Despite considerable efforts, the mechanisms linking genomic alterations to the transcriptional identity of cancer cells remain elusive. Integrative genomic analysis, using a network-based approach, identified 407 master regulator (MR) proteins responsible for canalizing the genetics of individual samples from 20 cohorts in The Cancer Genome Atlas (TCGA) into 112 transcriptionally distinct tumor subtypes. MR proteins could be further organized into 24 pan-cancer, master regulator block modules (MRBs), each regulating key cancer hallmarks and predictive of patient outcome in multiple cohorts. Of all somatic alterations detected in each individual sample, >50% were predicted to induce aberrant MR activity, yielding insight into mechanisms linking tumor genetics and transcriptional identity and establishing non-oncogene dependencies. Genetic and pharmacological validation assays confirmed the predicted effect of upstream mutations and MR activity on downstream cellular identity and phenotype. Thus, co-analysis of mutational and gene expression profiles identified elusive subtypes and provided testable hypothesis for mechanisms mediating the effect of genetic alterations.
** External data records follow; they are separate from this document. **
// Workflow spec interface consumed by the composer

pub mod mistral;

pub use mistral::{MistralSpec, TaskSpec, Transition};

use crate::types::{Condition, JoinPolicy};
use std::collections::BTreeSet;

/// A transition reported by a spec for one task
#[derive(Debug, Clone, PartialEq, Eq)]
pub struct NextTask {
    pub name: String,
    /// User condition, still in its original delimited form
    pub expr: Option<String>,
    pub condition: Condition,
}

impl NextTask {
    pub fn new(name: impl Into<String>, expr: Option<String>, condition: Condition) -> Self {
        Self {
            name: name.into(),
            expr,
            condition,
        }
    }
}

/// Parsed workflow definition, as seen by the graph builder
pub trait WorkflowSpec {
    /// Per-task spec type
    type Task;

    /// Tasks no transition leads to
    fn get_start_tasks(&self) -> BTreeSet<String>;

    /// Outgoing transitions of a task. The order is kept as edge insertion order.
    fn get_next_tasks(&self, task_name: &str) -> Vec<NextTask>;

    fn get_task(&self, task_name: &str) -> Option<&Self::Task>;

    fn is_split_task(&self, task_name: &str) -> bool;

    fn join_policy(&self, task_name: &str) -> Option<JoinPolicy>;

    fn is_join_task(&self, task_name: &str) -> bool {
        self.join_policy(task_name).is_some()
    }

    /// Whether the task can transition back to itself
    fn in_cycle(&self, task_name: &str) -> bool;
}
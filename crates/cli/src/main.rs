use anyhow::{Context, Result};
use clap::{Parser, Subcommand};
use std::path::PathBuf;

mod config;
mod output;

use config::{CliConfig, OutputFormat};

#[derive(Parser, Debug)]
#[command(name = "weft")]
#[command(about = "Compile workflow definitions into execution graphs", long_about = None)]
struct Args {
    /// Path to configuration file
    #[arg(short, long, default_value = "weft.toml", env = "WEFT_CONFIG")]
    config: PathBuf,

    #[command(subcommand)]
    command: Command,
}

#[derive(Subcommand, Debug)]
enum Command {
    /// Compose a workflow definition and print the execution graph
    Compose {
        /// Workflow definition file
        file: PathBuf,

        /// Composer to use (defaults to the configured one)
        #[arg(long)]
        composer: Option<String>,

        /// Output format
        #[arg(short, long, value_enum)]
        format: Option<OutputFormat>,

        /// Print the intermediate workflow graph instead
        #[arg(long)]
        workflow_graph: bool,
    },

    /// List available composers
    Composers,
}

fn main() -> Result<()> {
    // Logs go to stderr so stdout only carries the rendered graph
    tracing_subscriber::fmt()
        .with_env_filter(
            tracing_subscriber::EnvFilter::try_from_default_env()
                .unwrap_or_else(|_| "weft=info,weft_core=info".into()),
        )
        .with_writer(std::io::stderr)
        .with_target(false)
        .init();

    let args = Args::parse();
    let config = CliConfig::load(&args.config)?;

    match args.command {
        Command::Compose {
            file,
            composer,
            format,
            workflow_graph,
        } => {
            let composer_name = composer.unwrap_or_else(|| config.composer.clone());
            let composer = weft_core::get_composer(&composer_name)?;

            let definition = std::fs::read_to_string(&file)
                .with_context(|| format!("Failed to read workflow definition {}", file.display()))?;

            tracing::info!("Composing {} with {} composer", file.display(), composer.name());

            let format = format.unwrap_or(config.output.format);
            let rendered = if workflow_graph {
                let graph = composer
                    .compose_workflow_graph(&definition)
                    .with_context(|| format!("Failed to compose {}", file.display()))?;
                output::render(&graph, format, config.output.pretty)?
            } else {
                let graph = composer
                    .compose(&definition)
                    .with_context(|| format!("Failed to compose {}", file.display()))?;
                output::render(&graph, format, config.output.pretty)?
            };

            println!("{}", rendered);
        }
        Command::Composers => {
            for name in weft_core::composer::available_composers() {
                println!("{}", name);
            }
        }
    }

    Ok(())
}
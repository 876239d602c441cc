use anyhow::{Context, Result};
use serde::{Deserialize, Serialize};
use std::path::Path;
use weft_core::composer::DEFAULT_COMPOSER;

#[derive(Debug, Clone, Serialize, Deserialize)]
pub struct CliConfig {
    /// Composer used when `--composer` is not given
    #[serde(default = "default_composer")]
    pub composer: String,

    #[serde(default)]
    pub output: OutputConfig,
}

#[derive(Debug, Clone, Serialize, Deserialize)]
pub struct OutputConfig {
    #[serde(default)]
    pub format: OutputFormat,

    #[serde(default = "default_pretty")]
    pub pretty: bool,
}

#[derive(Debug, Clone, Copy, Default, PartialEq, Eq, Serialize, Deserialize, clap::ValueEnum)]
#[serde(rename_all = "lowercase")]
pub enum OutputFormat {
    #[default]
    Json,
    Yaml,
}

fn default_composer() -> String {
    DEFAULT_COMPOSER.to_string()
}

fn default_pretty() -> bool {
    true
}

impl Default for OutputConfig {
    fn default() -> Self {
        Self {
            format: OutputFormat::default(),
            pretty: default_pretty(),
        }
    }
}

impl Default for CliConfig {
    fn default() -> Self {
        Self {
            composer: default_composer(),
            output: OutputConfig::default(),
        }
    }
}

impl CliConfig {
    pub fn load(config_path: &Path) -> Result<Self> {
        // Load config file if it exists, otherwise use defaults
        if !config_path.exists() {
            tracing::debug!(
                "Configuration file {} not found, using defaults",
                config_path.display()
            );
            return Ok(Self::default());
        }

        let content = std::fs::read_to_string(config_path)
            .context("Failed to read configuration file")?;
        let config = toml::from_str(&content).context("Failed to parse configuration file")?;

        Ok(config)
    }
}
尽管付出了相当大的努力，但将基因组改变与癌细胞转录身份联系起来的机制仍然难以捉摸。使用基于网络的方法进行综合基因组分析，确定了 407 种主调节蛋白 (MR) 蛋白，它们负责将癌症基因组图谱 (TCGA) 中 20 个队列中的个体样本的遗传学转化为 112 个转录不同的肿瘤亚型。MR 蛋白可以进一步组织成 24 个泛癌主调节块模块 (MRB)，每个模块调节关键癌症标志并预测多个队列中的患者结果。在每个单独样本中检测到的所有体细胞改变中，预计 >50% 会诱导异常的 MR 活性，从而深入了解将肿瘤遗传学和转录同一性联系起来的机制，并建立非癌基因依赖性。遗传和药理学验证分析证实了上游突变和 MR 活性对下游细胞身份和表型的预测影响。因此，突变和基因表达谱的共同分析确定了难以捉摸的亚型，并为介导遗传改变影响的机制提供了可检验的假设。